For each line in the data below that has the word "Serialize", copy that line.

ENTRIES SUPPLIED:
<<<<
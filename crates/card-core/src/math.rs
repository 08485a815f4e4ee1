//! Vector helpers and the look-at constructor used to tilt the card.
//!
//! Everything here is stateless. The look-at follows the "target to"
//! convention: the resulting matrix places an object at `eye` oriented so its
//! +Z axis points away from `target`, which is what a CSS `matrix3d` on the
//! transformer element needs.

use crate::error::{CardError, Result};
use glam::{DMat4, DVec3, DVec4};

/// Read a point from untyped input. Extra components are ignored.
pub fn point3(value: &[f64]) -> Result<DVec3> {
    if value.len() < 3 {
        return Err(CardError::InvalidPoint(value.len()));
    }
    if value[..3].iter().any(|c| c.is_nan()) {
        return Err(CardError::NonFinite("point component"));
    }
    Ok(DVec3::new(value[0], value[1], value[2]))
}

/// Normalize `v`, leaving zero-length vectors untouched.
#[inline]
pub fn normalize_or_keep(v: DVec3) -> DVec3 {
    let l = v.length_squared();
    if l > 0.0 {
        v * (1.0 / l.sqrt())
    } else {
        v
    }
}

/// Build the world matrix that makes something at `eye` look at `target`.
///
/// Columns are `[right, 0]`, `[up, 0]`, `[forward, 0]`, `[eye, 1]`. Degenerate
/// inputs (eye == target, or up parallel to forward) produce zero axes rather
/// than NaNs.
pub fn target_to(eye: DVec3, target: DVec3, up: DVec3) -> DMat4 {
    let forward = normalize_or_keep(eye - target);
    let right = normalize_or_keep(up.cross(forward));
    let true_up = forward.cross(right);
    DMat4::from_cols(
        right.extend(0.0),
        true_up.extend(0.0),
        forward.extend(0.0),
        DVec4::new(eye.x, eye.y, eye.z, 1.0),
    )
}

/// Untyped variant of [`target_to`]; `None` when any input is not a triple.
pub fn look_at(eye: &[f64], target: &[f64], up: &[f64]) -> Option<DMat4> {
    let eye = point3(eye).ok()?;
    let target = point3(target).ok()?;
    let up = point3(up).ok()?;
    Some(target_to(eye, target, up))
}

/// Serialize as a CSS `matrix3d(...)` in column-major order.
pub fn matrix3d_css(m: &DMat4) -> String {
    let parts: Vec<String> = m.to_cols_array().iter().map(|v| v.to_string()).collect();
    format!("matrix3d({})", parts.join(","))
}

/// Squared distance between two points.
#[inline]
pub fn distance_squared(a: DVec3, b: DVec3) -> f64 {
    (a - b).length_squared()
}
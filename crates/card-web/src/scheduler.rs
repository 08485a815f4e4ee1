use card_core::FrameScheduler;
use std::cell::{Cell, RefCell};
use std::rc::Rc;
use wasm_bindgen::closure::Closure;
use wasm_bindgen::JsCast;
use web_sys as web;

pub type FrameCallback = Rc<RefCell<Option<Closure<dyn FnMut(f64)>>>>;

/// `requestAnimationFrame`-backed scheduler.
///
/// The callback slot is filled after the card is mounted, because the
/// callback needs a handle back to the mounted card.
pub struct RafScheduler {
    callback: FrameCallback,
    handle: Rc<Cell<Option<i32>>>,
}

impl RafScheduler {
    pub fn new(callback: FrameCallback, handle: Rc<Cell<Option<i32>>>) -> Self {
        Self { callback, handle }
    }
}

impl FrameScheduler for RafScheduler {
    fn request_frame(&mut self) {
        let Some(w) = web::window() else {
            return;
        };
        let slot = self.callback.borrow();
        let Some(cb) = slot.as_ref() else {
            log::warn!("[raf] frame requested before callback was installed");
            return;
        };
        match w.request_animation_frame(cb.as_ref().unchecked_ref()) {
            Ok(id) => self.handle.set(Some(id)),
            Err(e) => log::error!("[raf] request failed: {:?}", e),
        }
    }

    fn cancel(&mut self) {
        if let (Some(w), Some(id)) = (web::window(), self.handle.take()) {
            _ = w.cancel_animation_frame(id);
        }
    }
}
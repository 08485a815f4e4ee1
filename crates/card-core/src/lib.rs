//! Platform-free engine behind the perspective card.
//!
//! A [`Card`] owns a [`Simulation`] of a few 3D points and a zoom depth,
//! advances it once per display frame and answers with [`SurfaceCommand`]s.
//! Front-ends supply the clock (through [`FrameScheduler`] and tick
//! timestamps) and apply the commands to whatever they render on.

pub mod arbiter;
pub mod card;
pub mod config;
pub mod constants;
pub mod debounce;
pub mod easing;
pub mod error;
pub mod frame;
pub mod interaction;
pub mod math;
pub mod state;
pub mod surface;
pub mod tween;

pub use arbiter::*;
pub use card::*;
pub use config::*;
pub use constants::*;
pub use debounce::*;
pub use easing::*;
pub use error::CardError;
pub use frame::*;
pub use math::*;
pub use state::*;
pub use surface::*;
pub use tween::*;
//! Daemon actor commands, errors and reports.
//!
//! - `DaemonCommand`: messages sent to the actor
//! - `DaemonError`: errors surfaced through the handle
//! - `TickReport` / `DaemonStatus`: what the actor reports back

use std::fmt;

use tokio::sync::oneshot;

use sysstat_core::{ClientId, SensorData, SensorInfoMap};

use crate::dispatch::FrameSink;
use crate::provider::SensorProvider;
use crate::registry::RegistryError;

// ============================================================================
// Daemon Commands
// ============================================================================

/// Commands sent to the daemon actor.
///
/// Requests carry a oneshot channel for the response. Everything that
/// touches the tree or the sessions arrives through this enum, so all
/// mutation happens on the actor's task.
pub enum DaemonCommand {
    /// Register a provider and take its containers into the tree.
    ///
    /// # Errors
    /// - `RegistryError::DuplicateProvider` if the name is taken
    RegisterProvider {
        provider: Box<dyn SensorProvider>,
        respond_to: oneshot::Sender<Result<usize, RegistryError>>,
    },

    /// A peer completed its handshake. It will receive shape notifications
    /// and, once subscribed, per-tick frames through `sink`.
    ///
    /// # Errors
    /// - `DaemonError::DuplicateClient` if the id is already connected
    Connect {
        client_id: ClientId,
        sink: Box<dyn FrameSink>,
        respond_to: oneshot::Sender<Result<(), DaemonError>>,
    },

    /// A peer went away. Its session, if any, is torn down.
    Disconnect { client_id: ClientId },

    /// Subscribe a connected peer. Creates its session on first use.
    Subscribe {
        client_id: ClientId,
        paths: Vec<String>,
        respond_to: oneshot::Sender<Vec<String>>,
    },

    Unsubscribe {
        client_id: ClientId,
        paths: Vec<String>,
        respond_to: oneshot::Sender<Vec<String>>,
    },

    AllSensors {
        respond_to: oneshot::Sender<SensorInfoMap>,
    },

    Sensors {
        paths: Vec<String>,
        respond_to: oneshot::Sender<SensorInfoMap>,
    },

    SensorData {
        paths: Vec<String>,
        respond_to: oneshot::Sender<Vec<SensorData>>,
    },

    /// Run one poll cycle: update every provider, then flush every session.
    ///
    /// The ticker sends this without a response channel.
    Tick {
        respond_to: Option<oneshot::Sender<TickReport>>,
    },

    Status {
        respond_to: oneshot::Sender<DaemonStatus>,
    },
}

impl fmt::Debug for DaemonCommand {
    fn fmt(&self, f: &mut fmt::Formatter<'_>) -> fmt::Result {
        match self {
            Self::RegisterProvider { provider, .. } => f
                .debug_struct("RegisterProvider")
                .field("provider", &provider.name())
                .finish(),
            Self::Connect { client_id, .. } => {
                f.debug_struct("Connect").field("client_id", client_id).finish()
            }
            Self::Disconnect { client_id } => {
                f.debug_struct("Disconnect").field("client_id", client_id).finish()
            }
            Self::Subscribe { client_id, paths, .. } => f
                .debug_struct("Subscribe")
                .field("client_id", client_id)
                .field("paths", paths)
                .finish(),
            Self::Unsubscribe { client_id, paths, .. } => f
                .debug_struct("Unsubscribe")
                .field("client_id", client_id)
                .field("paths", paths)
                .finish(),
            Self::AllSensors { .. } => f.write_str("AllSensors"),
            Self::Sensors { paths, .. } => f.debug_struct("Sensors").field("paths", paths).finish(),
            Self::SensorData { paths, .. } => {
                f.debug_struct("SensorData").field("paths", paths).finish()
            }
            Self::Tick { .. } => f.write_str("Tick"),
            Self::Status { .. } => f.write_str("Status"),
        }
    }
}

// ============================================================================
// Daemon Errors
// ============================================================================

/// Errors returned by [`DaemonHandle`](super::DaemonHandle) methods.
#[derive(Debug, Clone, PartialEq, Eq, thiserror::Error)]
pub enum DaemonError {
    #[error(transparent)]
    Registry(#[from] RegistryError),

    #[error("client already connected: {0}")]
    DuplicateClient(ClientId),

    /// The actor has shut down.
    #[error("daemon channel closed")]
    ChannelClosed,
}

// ============================================================================
// Reports
// ============================================================================

/// Result of one poll cycle.
#[derive(Debug, Clone, Default, PartialEq, Eq)]
pub struct TickReport {
    /// Sequence number of this tick, starting at 1
    pub tick: u64,
    pub providers_updated: usize,
    pub providers_failed: Vec<String>,
    /// Messages sent to clients during the flush
    pub messages_sent: usize,
    /// Clients torn down because their sink failed
    pub clients_dropped: usize,
}

/// Snapshot of the daemon's state.
#[derive(Debug, Clone, Default, PartialEq, Eq)]
pub struct DaemonStatus {
    pub providers: Vec<String>,
    pub containers: usize,
    pub sensors: usize,
    pub peers: usize,
    pub sessions: usize,
    pub ticks: u64,
}
//! Daemon configuration.
//!
//! Read from a TOML file (`--config` or `<config_dir>/sysstat/sysstatd.toml`).
//! Every field has a default, so an empty or missing file is valid.
//!
//! ```toml
//! socket_path = "/tmp/sysstat.sock"
//! poll_interval_ms = 500
//! quit_on_last_client = false
//!
//! [providers]
//! cpu = true
//! memory = true
//! disk = true
//! network = false
//! ```

use std::fs;
use std::path::{Path, PathBuf};
use std::time::Duration;

use serde::{Deserialize, Serialize};
use tracing::debug;

use crate::server::DEFAULT_SOCKET_PATH;

/// Environment variable overriding the socket path.
pub const SOCKET_ENV: &str = "SYSSTAT_SOCKET";

/// Top-level daemon settings.
#[derive(Debug, Clone, PartialEq, Eq, Serialize, Deserialize)]
#[serde(default)]
pub struct DaemonConfig {
    pub socket_path: PathBuf,
    pub poll_interval_ms: u64,
    pub quit_on_last_client: bool,
    pub providers: ProviderToggles,
}

impl Default for DaemonConfig {
    fn default() -> Self {
        Self {
            socket_path: PathBuf::from(DEFAULT_SOCKET_PATH),
            poll_interval_ms: 500,
            quit_on_last_client: false,
            providers: ProviderToggles::default(),
        }
    }
}

/// Which built-in providers to register.
#[derive(Debug, Clone, Copy, PartialEq, Eq, Serialize, Deserialize)]
#[serde(default)]
pub struct ProviderToggles {
    pub cpu: bool,
    pub memory: bool,
    pub disk: bool,
    pub network: bool,
}

impl Default for ProviderToggles {
    fn default() -> Self {
        Self {
            cpu: true,
            memory: true,
            disk: true,
            network: true,
        }
    }
}

impl DaemonConfig {
    /// `<config_dir>/sysstat/sysstatd.toml`, if the platform has a config dir.
    pub fn default_path() -> Option<PathBuf> {
        dirs::config_dir().map(|dir| dir.join("sysstat").join("sysstatd.toml"))
    }

    pub fn from_toml(text: &str) -> Result<Self, ConfigError> {
        toml::from_str(text).map_err(|e| ConfigError::Parse(e.to_string()))
    }

    pub fn load(path: &Path) -> Result<Self, ConfigError> {
        let text = fs::read_to_string(path).map_err(|e| ConfigError::Read {
            path: path.to_path_buf(),
            error: e.to_string(),
        })?;
        let config = Self::from_toml(&text)?;
        config.validate()?;
        Ok(config)
    }

    /// Loads `explicit` if given (it must exist), otherwise the default
    /// path if a file is there, otherwise the built-in defaults.
    pub fn load_or_default(explicit: Option<&Path>) -> Result<Self, ConfigError> {
        if let Some(path) = explicit {
            return Self::load(path);
        }

        match Self::default_path() {
            Some(path) if path.exists() => Self::load(&path),
            _ => {
                debug!("No config file, using defaults");
                Ok(Self::default())
            }
        }
    }

    /// Applies `SYSSTAT_SOCKET` if set.
    pub fn apply_env(&mut self) {
        self.apply_socket_override(std::env::var_os(SOCKET_ENV).map(PathBuf::from));
    }

    fn apply_socket_override(&mut self, socket: Option<PathBuf>) {
        if let Some(path) = socket.filter(|p| !p.as_os_str().is_empty()) {
            self.socket_path = path;
        }
    }

    pub fn poll_interval(&self) -> Duration {
        Duration::from_millis(self.poll_interval_ms)
    }

    pub fn validate(&self) -> Result<(), ConfigError> {
        if self.poll_interval_ms == 0 {
            return Err(ConfigError::Invalid("poll_interval_ms must be greater than 0".to_string()));
        }
        Ok(())
    }
}

#[derive(Debug, thiserror::Error)]
pub enum ConfigError {
    #[error("Failed to read config {path}: {error}")]
    Read { path: PathBuf, error: String },

    #[error("Invalid config: {0}")]
    Parse(String),

    #[error("Invalid config: {0}")]
    Invalid(String),
}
>>>>
TASK RESULT:
/// Serialize as a CSS `matrix3d(...)` in column-major order.
use serde::{Deserialize, Serialize};
#[derive(Debug, Clone, PartialEq, Eq, Serialize, Deserialize)]
#[derive(Debug, Clone, Copy, PartialEq, Eq, Serialize, Deserialize)]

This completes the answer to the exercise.